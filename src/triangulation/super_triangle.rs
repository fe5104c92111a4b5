//! The sentinel triangle that seeds Bowyer-Watson insertion.

use super::symbolic::SymbolicPoint;
use crate::bounds::Aabb2;
use crate::primitives::{Point2, Triangle2, Vec2};
use num_traits::Float;

/// A triangle that encloses every input point, with its vertices at infinity.
///
/// It only exists while a triangulation runs: insertion proceeds inside it,
/// and every triangle still attached to one of its vertices is stripped at
/// the end.
///
/// Each vertex is a ray `anchor + s·direction` evaluated in the limit of
/// large `s`. For a bounding box with center `m` and larger side `d` the
/// vertices at parameter `s` are `(m.x - s·d, m.y - d)`,
/// `(m.x + s·d, m.y - d)` and `(m.x + d, m.y + s·d)`, in counter-clockwise
/// order. No ray's supporting line crosses the box, so no sentinel ever
/// lines up with two input points.
///
/// Keeping the vertices at infinity rather than at a fixed distance keeps
/// every convex-hull edge of the input: a finite super-triangle can fall
/// inside the circumcircle of a thin hull triangle and steal it.
///
/// # Example
///
/// ```
/// use delaunay2d::triangulation::SuperTriangle;
/// use delaunay2d::Point2;
///
/// let points = [Point2::new(0.0_f64, 0.0), Point2::new(1.0, 0.0), Point2::new(0.5, 1.0)];
/// let sentinel = SuperTriangle::enclosing(&points).unwrap();
///
/// // Any realization at a large enough parameter encloses the input.
/// let outer = sentinel.triangle_at(20.0);
/// assert!(outer.signed_area() > 0.0);
/// ```
#[derive(Debug, Clone, Copy, PartialEq)]
pub struct SuperTriangle<F> {
    anchors: [Point2<F>; 3],
    directions: [Vec2<F>; 3],
}

impl<F: Float> SuperTriangle<F> {
    /// Builds the super-triangle for `points`, or `None` if there are none.
    pub fn enclosing(points: &[Point2<F>]) -> Option<Self> {
        let bounds = Aabb2::from_points(points.iter().copied())?;
        Some(Self::around(bounds))
    }

    /// Builds the super-triangle for a bounding box.
    ///
    /// A box with no extent (every point coincides) is treated as having
    /// unit extent so the rays stay clear of it.
    pub fn around(bounds: Aabb2<F>) -> Self {
        let extent = bounds.max_extent();
        let delta = if extent > F::zero() { extent } else { F::one() };
        let mid = bounds.center();
        let zero = F::zero();

        Self {
            anchors: [
                Point2::new(mid.x, mid.y - delta),
                Point2::new(mid.x, mid.y - delta),
                Point2::new(mid.x + delta, mid.y),
            ],
            directions: [
                Vec2::new(-delta, zero),
                Vec2::new(delta, zero),
                Vec2::new(zero, delta),
            ],
        }
    }

    /// Returns the vertices at parameter `scale`.
    pub fn vertices_at(&self, scale: F) -> [Point2<F>; 3] {
        [0, 1, 2].map(|k| self.sentinel(k).at(scale))
    }

    /// Returns the finite triangle traced at parameter `scale`.
    pub fn triangle_at(&self, scale: F) -> Triangle2<F> {
        let [a, b, c] = self.vertices_at(scale);
        Triangle2::new(a, b, c)
    }

    /// Returns vertex `k` (0, 1 or 2) as a point at infinity.
    pub(crate) fn sentinel(&self, k: u8) -> SymbolicPoint<F> {
        let k = usize::from(k);
        SymbolicPoint::receding(self.anchors[k], self.directions[k])
    }
}
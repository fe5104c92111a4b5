//! Error types for checked triangulation.

use thiserror::Error;

/// Errors reported by [`Triangulator::try_triangulate`](crate::triangulation::Triangulator::try_triangulate)
/// and [`TriangulationConfig::validate`](crate::triangulation::TriangulationConfig::validate).
///
/// The unchecked entry points never produce these; they accept any input and
/// degrade numerically instead.
#[derive(Debug, Clone, PartialEq, Error)]
pub enum DelaunayError {
    /// An input point has a NaN or infinite coordinate.
    #[error("input point {index} has a non-finite coordinate")]
    NonFiniteCoordinate {
        /// Position of the offending point in the input slice.
        index: usize,
    },

    /// The configured tolerance is negative or not finite.
    #[error("tolerance must be finite and non-negative")]
    InvalidTolerance,
}
//! 2D circle type, used for triangle circumcircles.

use super::Point2;
use num_traits::Float;

/// A 2D circle defined by its center and squared radius.
///
/// The squared radius is stored directly so that containment tests compare
/// squared distances without a round trip through `sqrt`.
///
/// # Example
///
/// ```
/// use delaunay2d::primitives::{Circle2, Point2};
///
/// let circle: Circle2<f64> = Circle2::new(Point2::new(0.0, 0.0), 1.0);
/// assert!(circle.contains(Point2::new(0.5, 0.0)));
/// assert!(circle.contains(Point2::new(1.0, 0.0)));
/// assert!(!circle.contains_strict(Point2::new(1.0, 0.0)));
/// ```
#[derive(Debug, Clone, Copy, PartialEq)]
pub struct Circle2<F> {
    /// Center point of the circle
    pub center: Point2<F>,
    /// Squared radius (non-negative)
    pub radius_squared: F,
}

impl<F: Float> Circle2<F> {
    /// Creates a circle from its center and radius.
    #[inline]
    pub fn new(center: Point2<F>, radius: F) -> Self {
        Self {
            center,
            radius_squared: radius * radius,
        }
    }

    /// Creates a circle from its center and squared radius.
    #[inline]
    pub fn from_radius_squared(center: Point2<F>, radius_squared: F) -> Self {
        Self {
            center,
            radius_squared,
        }
    }

    #[inline]
    pub fn radius(&self) -> F {
        self.radius_squared.sqrt()
    }

    /// Checks if a point is inside the circle (including boundary).
    #[inline]
    pub fn contains(&self, point: Point2<F>) -> bool {
        self.center.distance_squared(point) <= self.radius_squared
    }

    /// Checks if a point is strictly inside the circle (excluding boundary).
    #[inline]
    pub fn contains_strict(&self, point: Point2<F>) -> bool {
        self.center.distance_squared(point) < self.radius_squared
    }
}
//! Triangulates a growing point cloud and writes one SVG frame per snapshot.
//!
//! Points are added in batches, the way an interactive driver accumulates
//! clicks, and the whole set is re-triangulated after each batch.
//!
//! Run with: cargo run --example delaunay_svg [output-dir]
//! Set `RUST_LOG=delaunay2d=debug` to see the engine's diagnostics.

use delaunay2d::hull::convex_hull;
use delaunay2d::triangulation::{TriangulationConfig, Triangulator};
use delaunay2d::{Point2, Triangle2};

use std::fs::{self, File};
use std::io::{self, Write};
use std::path::{Path, PathBuf};
use tracing_subscriber::EnvFilter;

const WIDTH: f64 = 800.0;
const HEIGHT: f64 = 600.0;
const MARGIN: f64 = 40.0;

/// Minimal SVG document builder.
struct Svg {
    content: String,
    width: f64,
    height: f64,
}

impl Svg {
    fn new(width: f64, height: f64) -> Self {
        Self {
            content: String::new(),
            width,
            height,
        }
    }

    fn circle(&mut self, cx: f64, cy: f64, r: f64, fill: &str) {
        self.content.push_str(&format!(
            r#"<circle cx="{:.2}" cy="{:.2}" r="{}" fill="{}"/>"#,
            cx, cy, r, fill
        ));
        self.content.push('\n');
    }

    fn polygon(&mut self, points: &[Point2<f64>], fill: &str, stroke: &str, stroke_width: f64) {
        let pts: String = points
            .iter()
            .map(|p| format!("{:.2},{:.2}", p.x, p.y))
            .collect::<Vec<_>>()
            .join(" ");
        self.content.push_str(&format!(
            r#"<polygon points="{}" fill="{}" stroke="{}" stroke-width="{}" stroke-linejoin="round"/>"#,
            pts, fill, stroke, stroke_width
        ));
        self.content.push('\n');
    }

    fn text(&mut self, x: f64, y: f64, text: &str, font_size: f64, fill: &str) {
        self.content.push_str(&format!(
            r#"<text x="{}" y="{}" font-family="system-ui, sans-serif" font-size="{}" fill="{}">{}</text>"#,
            x, y, font_size, fill, text
        ));
        self.content.push('\n');
    }

    fn save(&self, path: &Path) -> io::Result<()> {
        let svg = format!(
            r##"<?xml version="1.0" encoding="UTF-8"?>
<svg xmlns="http://www.w3.org/2000/svg" viewBox="0 0 {} {}" width="{}" height="{}">
<rect width="100%" height="100%" fill="#1a1a2e"/>
{}
</svg>"##,
            self.width, self.height, self.width, self.height, self.content
        );
        let mut file = File::create(path)?;
        file.write_all(svg.as_bytes())
    }
}

/// Deterministic stand-in for user clicks: xorshift points inside the canvas.
struct PointSource {
    state: u64,
}

impl PointSource {
    fn new(seed: u64) -> Self {
        Self { state: seed }
    }

    fn next_unit(&mut self) -> f64 {
        self.state ^= self.state << 13;
        self.state ^= self.state >> 7;
        self.state ^= self.state << 17;
        self.state as f64 / u64::MAX as f64
    }

    fn next_point(&mut self) -> Point2<f64> {
        let x = MARGIN + self.next_unit() * (WIDTH - 2.0 * MARGIN);
        let y = MARGIN + self.next_unit() * (HEIGHT - 2.0 * MARGIN);
        Point2::new(x, y)
    }
}

fn render(points: &[Point2<f64>], triangles: &[Triangle2<f64>], path: &Path) -> io::Result<()> {
    let mut svg = Svg::new(WIDTH, HEIGHT);

    svg.polygon(&convex_hull(points), "#22223b", "#4a4a6a", 1.0);
    for tri in triangles {
        svg.polygon(&tri.vertices(), "none", "#00d4ff", 1.0);
    }
    for p in points {
        svg.circle(p.x, p.y, 3.0, "#ff6b6b");
    }
    svg.text(
        MARGIN,
        HEIGHT - 12.0,
        &format!("{} points, {} triangles", points.len(), triangles.len()),
        14.0,
        "#e0e0e0",
    );

    svg.save(path)
}

fn main() -> io::Result<()> {
    tracing_subscriber::fmt()
        .with_env_filter(EnvFilter::from_default_env())
        .init();

    let out_dir = std::env::args()
        .nth(1)
        .map(PathBuf::from)
        .unwrap_or_else(|| PathBuf::from("screenshots"));
    fs::create_dir_all(&out_dir)?;

    let triangulator =
        Triangulator::new(TriangulationConfig::default().with_normalized_winding(true));

    // Seed triangle spanning the canvas.
    let mut points = vec![
        Point2::new(MARGIN, HEIGHT - MARGIN),
        Point2::new(WIDTH - MARGIN, HEIGHT - MARGIN),
        Point2::new(WIDTH / 2.0, MARGIN),
    ];
    let mut source = PointSource::new(12345);

    for (frame, batch) in [0, 5, 20, 75, 200].into_iter().enumerate() {
        points.extend((0..batch).map(|_| source.next_point()));

        let triangles = triangulator.triangulate(&points);
        let path = out_dir.join(format!("delaunay_{frame:02}.svg"));
        render(&points, &triangles, &path)?;

        println!(
            "{}: {} points -> {} triangles",
            path.display(),
            points.len(),
            triangles.len()
        );
    }

    Ok(())
}
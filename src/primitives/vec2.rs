//! 2D vector type for offsets between points.

use num_traits::Float;
use std::ops::{Add, Mul, Neg, Sub};

/// A 2D vector representing the offset between two points.
#[derive(Debug, Clone, Copy, PartialEq)]
pub struct Vec2<F> {
    /// X component.
    pub x: F,
    /// Y component.
    pub y: F,
}

impl<F: Float> Vec2<F> {
    /// Creates a new vector.
    #[inline]
    pub fn new(x: F, y: F) -> Self {
        Self { x, y }
    }

    /// Creates the zero vector.
    #[inline]
    pub fn zero() -> Self {
        Self {
            x: F::zero(),
            y: F::zero(),
        }
    }

    /// Computes the dot product.
    #[inline]
    pub fn dot(self, other: Self) -> F {
        self.x * other.x + self.y * other.y
    }

    /// Computes the 2D cross product (z-component of the 3D cross product).
    ///
    /// For `ab.cross(ac)` this is twice the signed area of triangle `abc`;
    /// positive means counter-clockwise.
    #[inline]
    pub fn cross(self, other: Self) -> F {
        self.x * other.y - self.y * other.x
    }

    /// Squared length.
    #[inline]
    pub fn magnitude_squared(self) -> F {
        self.dot(self)
    }

    /// Euclidean length.
    #[inline]
    pub fn magnitude(self) -> F {
        self.magnitude_squared().sqrt()
    }
}

impl<F: Float> Add for Vec2<F> {
    type Output = Self;

    #[inline]
    fn add(self, other: Self) -> Self {
        Self::new(self.x + other.x, self.y + other.y)
    }
}

impl<F: Float> Sub for Vec2<F> {
    type Output = Self;

    #[inline]
    fn sub(self, other: Self) -> Self {
        Self::new(self.x - other.x, self.y - other.y)
    }
}

impl<F: Float> Mul<F> for Vec2<F> {
    type Output = Self;

    #[inline]
    fn mul(self, scalar: F) -> Self {
        Self::new(self.x * scalar, self.y * scalar)
    }
}

impl<F: Float> Neg for Vec2<F> {
    type Output = Self;

    #[inline]
    fn neg(self) -> Self {
        Self::new(-self.x, -self.y)
    }
}

impl<F: Float> Default for Vec2<F> {
    fn default() -> Self {
        Self::zero()
    }
}

#[cfg(test)]
mod tests {
    use super::*;

    #[test]
    fn test_cross_sign_follows_winding() {
        let ab: Vec2<f64> = Vec2::new(1.0, 0.0);
        let ac = Vec2::new(0.0, 1.0);
        assert_eq!(ab.cross(ac), 1.0);
        assert_eq!(ac.cross(ab), -1.0);
        assert_eq!(ab.cross(ab * 3.0), 0.0);
    }

    #[test]
    fn test_magnitude() {
        let v: Vec2<f64> = Vec2::new(-3.0, 4.0);
        assert_eq!(v.magnitude_squared(), 25.0);
        assert_eq!(v.magnitude(), 5.0);
        assert_eq!((-v).dot(v), -25.0);
    }

    #[test]
    fn test_add_sub() {
        let a: Vec2<f64> = Vec2::new(1.0, 2.0);
        let b = Vec2::new(0.5, -1.0);
        assert_eq!(a + b, Vec2::new(1.5, 1.0));
        assert_eq!(a - b, Vec2::new(0.5, 3.0));
        assert_eq!(Vec2::<f64>::default(), Vec2::zero());
    }
}
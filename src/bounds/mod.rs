//! Bounding volume computation.

mod aabb;

pub use aabb::Aabb2;
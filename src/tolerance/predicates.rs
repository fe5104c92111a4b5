//! Geometric predicates with explicit tolerance.

use crate::primitives::Point2;
use num_traits::Float;

/// Result of an orientation test.
#[derive(Debug, Clone, Copy, PartialEq, Eq)]
pub enum Orientation {
    /// Points are counter-clockwise (positive area).
    CounterClockwise,
    /// Points are clockwise (negative area).
    Clockwise,
    /// Points are collinear (within tolerance).
    Collinear,
}

/// Computes the orientation of three points with tolerance.
///
/// Returns the orientation of the triangle formed by points `a`, `b`, `c`:
/// - `CounterClockwise` if `c` is to the left of the line from `a` to `b`
/// - `Clockwise` if `c` is to the right of the line from `a` to `b`
/// - `Collinear` if `c` is on the line (within `eps` tolerance)
///
/// `eps` is compared against the absolute value of the cross product
/// (twice the signed area), so it carries units of length squared.
#[inline]
pub fn orient2d<F: Float>(a: Point2<F>, b: Point2<F>, c: Point2<F>, eps: F) -> Orientation {
    let cross = (b - a).cross(c - a);

    if cross > eps {
        Orientation::CounterClockwise
    } else if cross < -eps {
        Orientation::Clockwise
    } else {
        Orientation::Collinear
    }
}

/// Returns `true` if every point lies on a single line.
///
/// The line runs from the first point to the point farthest from it. Each
/// point is tested with [`orient2d`] at a tolerance of `eps` times the
/// squared length of that baseline, so `eps` is relative and the result does
/// not depend on the coordinate scale. Empty input, a single point, and
/// coincident points are all collinear.
///
/// # Example
///
/// ```
/// use delaunay2d::tolerance::all_collinear;
/// use delaunay2d::Point2;
///
/// let line = [Point2::new(0.0_f64, 0.0), Point2::new(1.0, 1.0), Point2::new(3.0, 3.0)];
/// assert!(all_collinear(&line, 1e-9));
///
/// let bent = [Point2::new(0.0_f64, 0.0), Point2::new(1.0, 1.0), Point2::new(3.0, 2.0)];
/// assert!(!all_collinear(&bent, 1e-9));
/// ```
pub fn all_collinear<F: Float>(points: &[Point2<F>], eps: F) -> bool {
    let Some(&anchor) = points.first() else {
        return true;
    };

    let Some(&far) = points.iter().max_by(|p, q| {
        anchor
            .distance_squared(**p)
            .partial_cmp(&anchor.distance_squared(**q))
            .unwrap_or(std::cmp::Ordering::Equal)
    }) else {
        return true;
    };

    let baseline = anchor.distance_squared(far);
    if baseline <= F::zero() {
        return true;
    }

    let tolerance = eps * baseline;
    points
        .iter()
        .all(|&p| orient2d(anchor, far, p, tolerance) == Orientation::Collinear)
}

☆ ☆ ☆ ☆

> _Task statement_:
Copy all lines from the data that hold the word "Computes".

> _Answer to the exercise_:
    /// Computes the dot product.
    /// Computes the 2D cross product (z-component of the 3D cross product).
/// Computes the orientation of three points with tolerance.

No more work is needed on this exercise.